Obamacare is about People, not States



On January 30, Ezra Klein posted an insightful Vox piece about one of the great ironies of the Affordable Care Act.  After a lot of thought of my own, however, I don’t think it’s much of an irony at all. 

Klein’s analysis noted that the original ACA – supported heavily by Democrats – featured a massive redistribution of wealth from Blue States to Red States.  The people helped by Obamacare’s Medicaid expansion and exchange subsidies were disproportionately concentrated in the states of the ex-Confederacy that had low-wage economies with skimpy existing Medicaid programs. (An old joke in Mississippi claims that you have to be legally dead to qualify).

The irony that Klein points out has been that Republicans are fighting tooth and nail to turn the ACA into a program that drains money from Red states and transfers it to Blue States. When the Supreme Court held that the Medicaid Expansion had to be optional for states, many states dominated by Republicans declined the expansion while Blue States snapped it up, shifting the benefits flow from Red States to Blue States If the Supremes decide the case of King vs. Burwell in favor of the forces of darkness, it will declare subsidies on exchange marketplaces illegal – but only in the states on the federal exchange, which of course are disproportionately Red States. As a result, higher earners in Texas will be sending their increased Medicare taxes to poor and working-class people in states like New York and California while their own states lose out.

It’s an interesting puzzle, but I think it can be explained quite easily – at least on the liberal side of the equation – by changing our unit of analysis. Klein looks at states, but I think it makes more sense to look at people to explain this paradox. On some issues, perhaps it makes sense to look at issues as state vs. state.  If a major manufacturer decides to leave one state and move to a second, for example then pretty clearly the second state is better off relative to the first. Politicians will act accordingly and line up state against state.  

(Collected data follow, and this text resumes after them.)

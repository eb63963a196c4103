use browser_pincer::testing::{ScriptedBackend, ScriptedNode};
use browser_pincer::{
    BackendCapabilities, Config, Cookie, FrameTarget, GotoOptions, PincerError, RootContext,
    Target, WindowHandle, WindowSelector,
};

async fn open(backend: ScriptedBackend) -> RootContext<ScriptedBackend> {
    RootContext::new(backend, Config::default()).await.unwrap()
}

#[tokio::test]
async fn bare_hosts_get_http_scheme() {
    let root = open(ScriptedBackend::new()).await;
    root.goto("example.com/x").await.unwrap();
    assert_eq!(root.backend().navigations(), vec!["http://example.com/x"]);
    assert_eq!(root.url().await.unwrap().as_deref(), Some("http://example.com/x"));
}

#[tokio::test]
async fn relative_urls_resolve_against_current_document() {
    let root = open(ScriptedBackend::new().with_page("http://host/a/b", vec![])).await;
    root.goto("/x").await.unwrap();
    root.goto("y?z=1").await.unwrap();
    assert_eq!(
        root.backend().navigations(),
        vec!["http://host/x", "http://y/?z=1"]
    );
    assert_eq!(root.resolve_url("./c").await.unwrap(), "http://host/c");
}

#[tokio::test]
async fn relative_urls_without_a_document_are_rejected() {
    let root = open(ScriptedBackend::new()).await;
    assert!(matches!(root.goto("/x").await, Err(PincerError::InvalidTarget(_))));
    assert!(root.backend().navigations().is_empty());
}

#[tokio::test]
async fn goto_options_need_exactly_one_target() {
    let root = open(ScriptedBackend::new()).await;
    let both = GotoOptions {
        url: Some("example.com".to_string()),
        frame: Some(FrameTarget::Top),
        window: None,
    };
    assert!(matches!(Target::try_from(both), Err(PincerError::InvalidTarget(_))));

    let target = Target::try_from(GotoOptions::url("example.com")).unwrap();
    root.goto(target).await.unwrap();
    assert_eq!(root.backend().navigations(), vec!["http://example.com/"]);
}

#[tokio::test]
async fn history_navigation() {
    let backend = ScriptedBackend::new()
        .with_route("http://site.test/one", "One", vec![])
        .with_route("http://site.test/two", "Two", vec![]);
    let root = open(backend).await;
    root.goto("http://site.test/one").await.unwrap();
    root.goto("/two").await.unwrap();
    assert_eq!(root.title().await.unwrap(), "Two");

    root.back(1).await.unwrap();
    assert_eq!(root.title().await.unwrap(), "One");
    root.forward(1).await.unwrap();
    assert_eq!(root.title().await.unwrap(), "Two");
    assert!(matches!(root.forward(1).await, Err(PincerError::InvalidTarget(_))));

    root.refresh().await.unwrap();
    assert_eq!(root.url().await.unwrap().as_deref(), Some("http://site.test/two"));
}

#[tokio::test]
async fn refresh_invalidates_held_elements() {
    let backend = ScriptedBackend::new()
        .with_page("http://site.test/", vec![ScriptedNode::new("p").text("hello")]);
    let root = open(backend).await;
    let paragraph = root.search("p").await.unwrap();

    root.refresh().await.unwrap();
    assert!(matches!(paragraph.text().await, Err(PincerError::StaleElement(_))));
    assert_eq!(
        paragraph.reload().await.unwrap().unwrap().text().await.unwrap(),
        "hello"
    );
}

#[tokio::test]
async fn close_is_idempotent() {
    let root = open(ScriptedBackend::new()).await;
    assert!(!root.is_closed());
    assert_eq!(root.len(), 1);
    root.close().await.unwrap();
    root.close().await.unwrap();
    assert!(root.is_closed());
    assert!(root.is_empty());
    assert!(root.first().is_empty());
    assert_eq!(root.backend().close_calls(), 1);
}

#[tokio::test]
async fn windows_move_without_wrapping() {
    let root = open(ScriptedBackend::new().with_windows(3, 1)).await;
    assert_eq!(root.windows().await.unwrap().len(), 3);

    let next = root.window(WindowSelector::Next).await.unwrap();
    assert_eq!(next, WindowHandle::new("window-2"));
    assert_eq!(root.backend().current_window_index(), 2);

    assert!(matches!(
        root.goto(WindowSelector::Next).await,
        Err(PincerError::InvalidTarget(_))
    ));
    assert_eq!(root.backend().current_window_index(), 2);

    root.goto(WindowSelector::First).await.unwrap();
    assert_eq!(root.backend().current_window_index(), 0);
    assert!(matches!(
        root.window(WindowSelector::Previous).await,
        Err(PincerError::InvalidTarget(_))
    ));
    assert!(matches!(
        root.window(WindowSelector::Index(9)).await,
        Err(PincerError::InvalidTarget(_))
    ));
    assert_eq!(
        root.window(WindowSelector::Last).await.unwrap(),
        WindowHandle::new("window-2")
    );
}

#[tokio::test]
async fn frames_switch_and_return() {
    let backend = ScriptedBackend::new().with_page(
        "http://site.test/",
        vec![
            ScriptedNode::new("iframe").id("outer"),
            ScriptedNode::new("div").id("plain"),
        ],
    );
    let root = open(backend).await;

    root.goto(FrameTarget::Selector("#outer".to_string()))
        .await
        .unwrap();
    assert_eq!(root.backend().frame_depth(), 1);
    root.goto(":parent".parse::<FrameTarget>().unwrap()).await.unwrap();
    assert_eq!(root.backend().frame_depth(), 0);

    root.search("#outer").await.unwrap().goto_frame().await.unwrap();
    root.goto(FrameTarget::Top).await.unwrap();
    assert_eq!(root.backend().frame_depth(), 0);

    assert!(matches!(
        root.goto(FrameTarget::Selector("#plain".to_string())).await,
        Err(PincerError::InvalidTarget(_))
    ));
    assert!(matches!(
        root.goto(FrameTarget::Selector("#nothing".to_string())).await,
        Err(PincerError::NoSuchElement(_))
    ));
}

#[tokio::test]
async fn frames_need_the_capability() {
    let backend =
        ScriptedBackend::new().with_capabilities(BackendCapabilities::static_fetch());
    let root = open(backend).await;
    assert!(matches!(
        root.goto(FrameTarget::Top).await,
        Err(PincerError::UnsupportedCapability(_))
    ));
}

#[tokio::test]
async fn cookie_jar_is_built_once_and_reads_live_cookies() {
    let backend = ScriptedBackend::new().with_cookies(vec![
        Cookie::new("sid", "abc", ".site.test"),
        Cookie::new("theme", "dark", "other.test"),
    ]);
    let root = open(backend).await;

    assert!(std::ptr::eq(root.cookies(), root.cookies()));
    assert_eq!(root.cookies().all().await.unwrap().len(), 2);
    assert_eq!(
        root.cookies().get("sid").await.unwrap().map(|c| c.value),
        Some("abc".to_string())
    );
    assert_eq!(root.cookies().for_domain("www.site.test").await.unwrap().len(), 1);
}

#[tokio::test]
async fn http_client_carries_session_identity() {
    let backend = ScriptedBackend::new().with_cookies(vec![Cookie::new("sid", "abc", "site.test")]);
    let root = open(backend).await;
    let client = root.http_client().await.unwrap();
    assert_eq!(client.cookies().len(), 1);

    let url = url::Url::parse("http://site.test/download").unwrap();
    assert_eq!(client.cookie_header(&url).as_deref(), Some("sid=abc"));
}

#[tokio::test]
async fn http_client_needs_the_capability() {
    let mut capabilities = BackendCapabilities::interactive();
    capabilities.http_client = false;
    let root = open(ScriptedBackend::new().with_capabilities(capabilities)).await;
    assert!(matches!(
        root.http_client().await,
        Err(PincerError::UnsupportedCapability(_))
    ));
}
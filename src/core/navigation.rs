use crate::errors::{PincerError, Result};
use std::str::FromStr;
use url::Url;

/// Where [`RootContext::goto`](crate::core::RootContext::goto) should take the session.
#[derive(Debug, Clone, PartialEq, Eq)]
pub enum Target {
    Url(String),
    Frame(FrameTarget),
    Window(WindowSelector),
}

#[derive(Debug, Clone, PartialEq, Eq)]
pub enum FrameTarget {
    Top,
    Parent,
    /// First element matching the selector.
    Selector(String),
}

#[derive(Debug, Clone, Copy, PartialEq, Eq)]
pub enum WindowSelector {
    Current,
    Next,
    Previous,
    First,
    Last,
    Index(usize),
}

/// Structured navigation request. Exactly one field must be set.
#[derive(Debug, Clone, Default, PartialEq, Eq)]
pub struct GotoOptions {
    pub url: Option<String>,
    pub frame: Option<FrameTarget>,
    pub window: Option<WindowSelector>,
}

impl GotoOptions {
    pub fn url(url: impl Into<String>) -> Self {
        Self {
            url: Some(url.into()),
            ..Self::default()
        }
    }

    pub fn frame(frame: FrameTarget) -> Self {
        Self {
            frame: Some(frame),
            ..Self::default()
        }
    }
}

impl TryFrom<GotoOptions> for Target {
    type Error = PincerError;

    fn try_from(options: GotoOptions) -> Result<Self> {
        match (options.url, options.frame, options.window) {
            (Some(url), None, None) => Ok(Target::Url(url)),
            (None, Some(frame), None) => Ok(Target::Frame(frame)),
            (None, None, Some(window)) => Ok(Target::Window(window)),
            (None, None, None) => Err(PincerError::InvalidTarget(
                "goto needs a url, frame or window target".to_string(),
            )),
            _ => Err(PincerError::InvalidTarget(
                "goto accepts exactly one of url, frame or window".to_string(),
            )),
        }
    }
}

impl From<&str> for Target {
    fn from(url: &str) -> Self {
        Target::Url(url.to_string())
    }
}

impl From<String> for Target {
    fn from(url: String) -> Self {
        Target::Url(url)
    }
}

impl From<FrameTarget> for Target {
    fn from(frame: FrameTarget) -> Self {
        Target::Frame(frame)
    }
}

impl From<WindowSelector> for Target {
    fn from(window: WindowSelector) -> Self {
        Target::Window(window)
    }
}

impl FromStr for FrameTarget {
    type Err = PincerError;

    fn from_str(value: &str) -> Result<Self> {
        match value {
            ":top" => Ok(FrameTarget::Top),
            ":parent" => Ok(FrameTarget::Parent),
            "" => Err(PincerError::InvalidTarget("empty frame selector".to_string())),
            other if other.starts_with(':') => {
                Err(PincerError::InvalidTarget(format!("invalid frame option '{other}'")))
            }
            selector => Ok(FrameTarget::Selector(selector.to_string())),
        }
    }
}

impl FromStr for WindowSelector {
    type Err = PincerError;

    fn from_str(value: &str) -> Result<Self> {
        match value.trim_start_matches(':') {
            "self" | "current" => Ok(WindowSelector::Current),
            "next" => Ok(WindowSelector::Next),
            "previous" => Ok(WindowSelector::Previous),
            "first" => Ok(WindowSelector::First),
            "last" => Ok(WindowSelector::Last),
            other => other
                .parse::<usize>()
                .map(WindowSelector::Index)
                .map_err(|_| PincerError::InvalidTarget(format!("invalid window option '{value}'"))),
        }
    }
}

fn has_scheme(raw: &str) -> bool {
    let Some((scheme, _)) = raw.split_once("://") else {
        return raw.starts_with("about:") || raw.starts_with("data:");
    };
    let mut chars = scheme.chars();
    matches!(chars.next(), Some(c) if c.is_ascii_alphabetic())
        && chars.all(|c| c.is_ascii_alphanumeric() || matches!(c, '+' | '-' | '.'))
}

fn is_relative_reference(raw: &str) -> bool {
    raw.starts_with('/') || raw.starts_with('.') || raw.starts_with('?') || raw.starts_with('#')
}

/// Turns a caller-supplied navigation URL into the absolute URL to load.
///
/// Absolute URLs pass through. Paths, queries and fragments are joined onto
/// `current`; with no usable current document they are rejected. Anything
/// else is taken as a host and gets `http://`.
pub fn resolve_target_url(raw: &str, current: Option<&str>) -> Result<String> {
    let raw = raw.trim();
    if raw.is_empty() {
        return Err(PincerError::InvalidTarget("empty url".to_string()));
    }

    let invalid = |e: url::ParseError| PincerError::InvalidTarget(format!("invalid url '{raw}': {e}"));

    if has_scheme(raw) {
        return Url::parse(raw).map(String::from).map_err(invalid);
    }

    if is_relative_reference(raw) {
        let base = current
            .and_then(|url| Url::parse(url).ok())
            .filter(|url| !url.cannot_be_a_base())
            .ok_or_else(|| {
                PincerError::InvalidTarget(format!(
                    "absolute url required for '{raw}': no document is loaded"
                ))
            })?;
        return base.join(raw).map(String::from).map_err(invalid);
    }

    Url::parse(&format!("http://{raw}")).map(String::from).map_err(invalid)
}

#[cfg(test)]
mod tests {
    use super::*;

    #[test]
    fn bare_host_defaults_to_http() {
        assert_eq!(
            resolve_target_url("example.com/x", None).unwrap(),
            "http://example.com/x"
        );
        assert_eq!(
            resolve_target_url("localhost:8080/a", Some("https://other.org/")).unwrap(),
            "http://localhost:8080/a"
        );
    }

    #[test]
    fn absolute_urls_pass_through() {
        assert_eq!(
            resolve_target_url("https://example.com/a?b=1", None).unwrap(),
            "https://example.com/a?b=1"
        );
        assert_eq!(resolve_target_url("about:blank", None).unwrap(), "about:blank");
    }

    #[test]
    fn relative_urls_join_current_document() {
        assert_eq!(
            resolve_target_url("/x", Some("http://host/a/b")).unwrap(),
            "http://host/x"
        );
        assert_eq!(
            resolve_target_url("./c", Some("http://host/a/b")).unwrap(),
            "http://host/a/c"
        );
        assert_eq!(
            resolve_target_url("?page=2", Some("http://host/a/b")).unwrap(),
            "http://host/a/b?page=2"
        );
    }

    #[test]
    fn relative_urls_need_a_document() {
        assert!(matches!(
            resolve_target_url("/x", None),
            Err(PincerError::InvalidTarget(_))
        ));
        assert!(matches!(
            resolve_target_url("/x", Some("about:blank")),
            Err(PincerError::InvalidTarget(_))
        ));
    }

    #[test]
    fn goto_options_need_exactly_one_target() {
        assert_eq!(
            Target::try_from(GotoOptions::url("a.com")).unwrap(),
            Target::Url("a.com".to_string())
        );
        let both = GotoOptions {
            url: Some("a.com".to_string()),
            frame: Some(FrameTarget::Top),
            window: None,
        };
        assert!(matches!(Target::try_from(both), Err(PincerError::InvalidTarget(_))));
        assert!(matches!(
            Target::try_from(GotoOptions::default()),
            Err(PincerError::InvalidTarget(_))
        ));
    }

    #[test]
    fn frame_and_window_options_parse() {
        assert_eq!(":top".parse::<FrameTarget>().unwrap(), FrameTarget::Top);
        assert_eq!(
            "iframe#main".parse::<FrameTarget>().unwrap(),
            FrameTarget::Selector("iframe#main".to_string())
        );
        assert!(":sideways".parse::<FrameTarget>().is_err());
        assert_eq!(":next".parse::<WindowSelector>().unwrap(), WindowSelector::Next);
        assert_eq!("2".parse::<WindowSelector>().unwrap(), WindowSelector::Index(2));
        assert!(":elsewhere".parse::<WindowSelector>().is_err());
    }
}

But the motivating purpose behind the Affordable Care Act wasn’t about New York vs. Texas, it was about 48 million people in the United States who didn’t have health insurance. Ohio Senator Sherrod Brown didn’t refuse to take federal health insurance because Florida got more Medicaid dollars than Ohio, but rather in solidarity with millions of Floridians and Ohioans who didn’t have access to health care at all. If Mississippi took $14.5 billion in federal money over the next decade to expand Medicaid, I wouldn’t be mad that that money wasn’t going to Pennsylvania, my latest state of residence; I’d be celebrating because 169,000 of my fellow citizens got access to health care.

On the flip side, the logic is perhaps more difficult to explain for a Red State GOP governor like Rick Perry or Mississippi’s Phil Bryant. There’s the potential that they just don’t understand it. Perry recently suggested that millions of Texans liked not having insurance, which may represent a weak dodge or actual ignorance of reality. But there’s also the possibility it’s about people for them too – specifically “those people” who are poor and likely have a darker hue of skin and are viewed as undeserving of federal benefits. Politicians used to be able to wrangle earmarks and pork for their state , which reduces the role of ideology, but ideological sorting and polarization has been getting stronger over the last 40 years. As a result, politicians who rely on bringing home federal dollars to get votes find themselves facing tough primaries – like the one Thad Cochran barely survived in Mississippi in 2014.

We can solve Klein’s puzzle then by re-imagining the pieces. It’ not about cash flows to states, it’s about people – and whether a state official’s ideological blinkers permit those without access to health care to be seen as human beings deserving of compassion or dignity.